Por último, fue muy emocionante ver las primeras ediciones de los siete tomos, el primero de los cuales fue publicado en 1922. Luego sobrevino la Primera Guerra Mundial, que ocasiónó que el tomo II apareciera hasta 1918. Luego el III en 1920 y el IV en 1921. Proust muere en 1922 sin ver la publicación de los otros tres. Él, que dudaba tanto de su valía como escritor, nunca se enteró del tamaño del éxito de su obra. Cómo iba a sospechar que se erguiría como uno de los autores más influyentes del siglo XX.
Y ahora que justamente me encuentro en el proceso de corrección de las galeradas de Luz en la oscuridad, el siguiente tomo de la trilogía que comencé con Susurros de libertad, y que en la editorial me han recomendado que no haga tantas para no arruinar la maquetación, veo enternecida las correcciones infinitas que Proust hacía sobre las mismísimas pruebas de imprenta.
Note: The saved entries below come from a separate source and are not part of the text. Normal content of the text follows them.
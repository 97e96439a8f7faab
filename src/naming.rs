//! Centralized filename parsing for the `NNN_name` ordinal convention.
//!
//! Documents and folders share one naming pattern: an optional numeric
//! prefix followed by an underscore, then the name. The prefix is a manual
//! sort key and never leaks into derived identifiers:
//!
//! - `2_Setup/` → order 2, name "Setup"
//! - `1_Intro.md` → order 1, name "Intro"
//! - `_Index.md` → no order, name "_Index" (empty prefix is not a number)
//!
//! Every caller goes through [`parse_ordinal`]; swapping the convention means
//! changing this module only.

/// Result of parsing a name like `020_Getting_Started`.
#[derive(Debug, Clone, PartialEq)]
pub struct ParsedName {
    /// Ordinal prefix if present (e.g., `20` from `020_Getting_Started`)
    pub ordinal: Option<i32>,
    /// Remainder after the first underscore, or the full input when there is
    /// no ordinal. Empty for `3_`.
    pub name: String,
}

/// Split a file-system name on its first underscore and read the ordinal.
///
/// - `"020_Getting_Started"` → ordinal=Some(20), name="Getting_Started"
/// - `"3_"` → ordinal=Some(3), name=""
/// - `"_Index"` → ordinal=None, name="_Index"
/// - `"v2_Notes"` → ordinal=None, name="v2_Notes"
/// - `"Intro"` → ordinal=None, name="Intro"
///
/// Only plain ASCII digits count; signs and values beyond `i32::MAX` mean
/// "no ordinal", never an error.
pub fn parse_ordinal(name: &str) -> ParsedName {
    if let Some((prefix, rest)) = name.split_once('_')
        && !prefix.is_empty()
        && prefix.bytes().all(|b| b.is_ascii_digit())
        && let Ok(num) = prefix.parse::<i32>()
    {
        return ParsedName {
            ordinal: Some(num),
            name: rest.to_string(),
        };
    }
    ParsedName {
        ordinal: None,
        name: name.to_string(),
    }
}

/// Turn a display name into a C# identifier.
///
/// Characters outside `[A-Za-z0-9_]` become `_`, and a leading digit gets an
/// `_` prefix. Non-ASCII letters are kept since C# accepts them.
pub fn to_identifier(name: &str) -> String {
    let mut ident: String = name
        .chars()
        .map(|c| if c.is_alphanumeric() || c == '_' { c } else { '_' })
        .collect();
    if ident.starts_with(|c: char| c.is_ascii_digit()) {
        ident.insert(0, '_');
    }
    ident
}

/// True if `name` is a (possibly dotted) identifier that needs no sanitizing.
pub fn is_identifier_path(name: &str) -> bool {
    !name.is_empty()
        && name
            .split('.')
            .all(|part| !part.is_empty() && to_identifier(part) == part)
}

#[cfg(test)]
mod tests {
    use super::*;

    #[test]
    fn numbered_name() {
        let p = parse_ordinal("1_Intro");
        assert_eq!(p.ordinal, Some(1));
        assert_eq!(p.name, "Intro");
    }

    #[test]
    fn only_first_underscore_splits() {
        let p = parse_ordinal("020_Getting_Started");
        assert_eq!(p.ordinal, Some(20));
        assert_eq!(p.name, "Getting_Started");
    }

    #[test]
    fn number_with_trailing_underscore() {
        let p = parse_ordinal("3_");
        assert_eq!(p.ordinal, Some(3));
        assert_eq!(p.name, "");
    }

    #[test]
    fn index_name_has_no_ordinal() {
        let p = parse_ordinal("_Index");
        assert_eq!(p.ordinal, None);
        assert_eq!(p.name, "_Index");
    }

    #[test]
    fn non_numeric_prefix_is_not_an_ordinal() {
        let p = parse_ordinal("v2_Notes");
        assert_eq!(p.ordinal, None);
        assert_eq!(p.name, "v2_Notes");
    }

    #[test]
    fn signed_prefix_is_not_an_ordinal() {
        assert_eq!(parse_ordinal("+1_Intro").ordinal, None);
        assert_eq!(parse_ordinal("-1_Intro").ordinal, None);
    }

    #[test]
    fn overflowing_prefix_is_not_an_ordinal() {
        let p = parse_ordinal("99999999999_Big");
        assert_eq!(p.ordinal, None);
        assert_eq!(p.name, "99999999999_Big");
    }

    #[test]
    fn no_underscore_keeps_name() {
        let p = parse_ordinal("Intro");
        assert_eq!(p.ordinal, None);
        assert_eq!(p.name, "Intro");

        let p = parse_ordinal("42");
        assert_eq!(p.ordinal, None);
        assert_eq!(p.name, "42");
    }

    #[test]
    fn zero_prefix() {
        let p = parse_ordinal("000_First");
        assert_eq!(p.ordinal, Some(0));
        assert_eq!(p.name, "First");
    }

    #[test]
    fn stripping_is_idempotent() {
        for raw in ["1_Intro", "Intro", "_Index", "12_Widgets", "3_Getting-Started"] {
            let once = parse_ordinal(raw).name;
            let twice = parse_ordinal(&once).name;
            assert_eq!(once, twice, "stripping '{raw}' twice changed it");
        }
    }

    #[test]
    fn identifier_replaces_invalid_chars() {
        assert_eq!(to_identifier("Getting-Started"), "Getting_Started");
        assert_eq!(to_identifier("Q&A"), "Q_A");
        assert_eq!(to_identifier("Intro"), "Intro");
    }

    #[test]
    fn identifier_guards_leading_digit() {
        assert_eq!(to_identifier("3D"), "_3D");
    }

    #[test]
    fn identifier_path_check() {
        assert!(is_identifier_path("Ivy.Views"));
        assert!(is_identifier_path("ViewBase"));
        assert!(!is_identifier_path("Ivy..Views"));
        assert!(!is_identifier_path("my-view"));
        assert!(!is_identifier_path(""));
    }
}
Me imagino la cara de su editor al recibir esa escritura en pluma metálica, apretada e ilegible. Y todo cierra con un dibujo de Paul-César Helen, basado en la fotografía tomada por Emmanuel Souter de Marcel Proust en el lecho de muerte en 1922. Y dos autorretratos de Rembrandt, uno de juventud y otro de vejez, que simbolizan, el primero, el Tiempo perdido, y el otro, el Tiempo recobrado. Voy de uno al otro admirando, notando cómo fijan los ojos en el observador, pasando los ojos, engolosinada, por cada pliegue de la piel, de las telas, por cada joya y me voy pensando, mientras salgo del museo, cuánto le debe nuestro corazón a estos gigantes.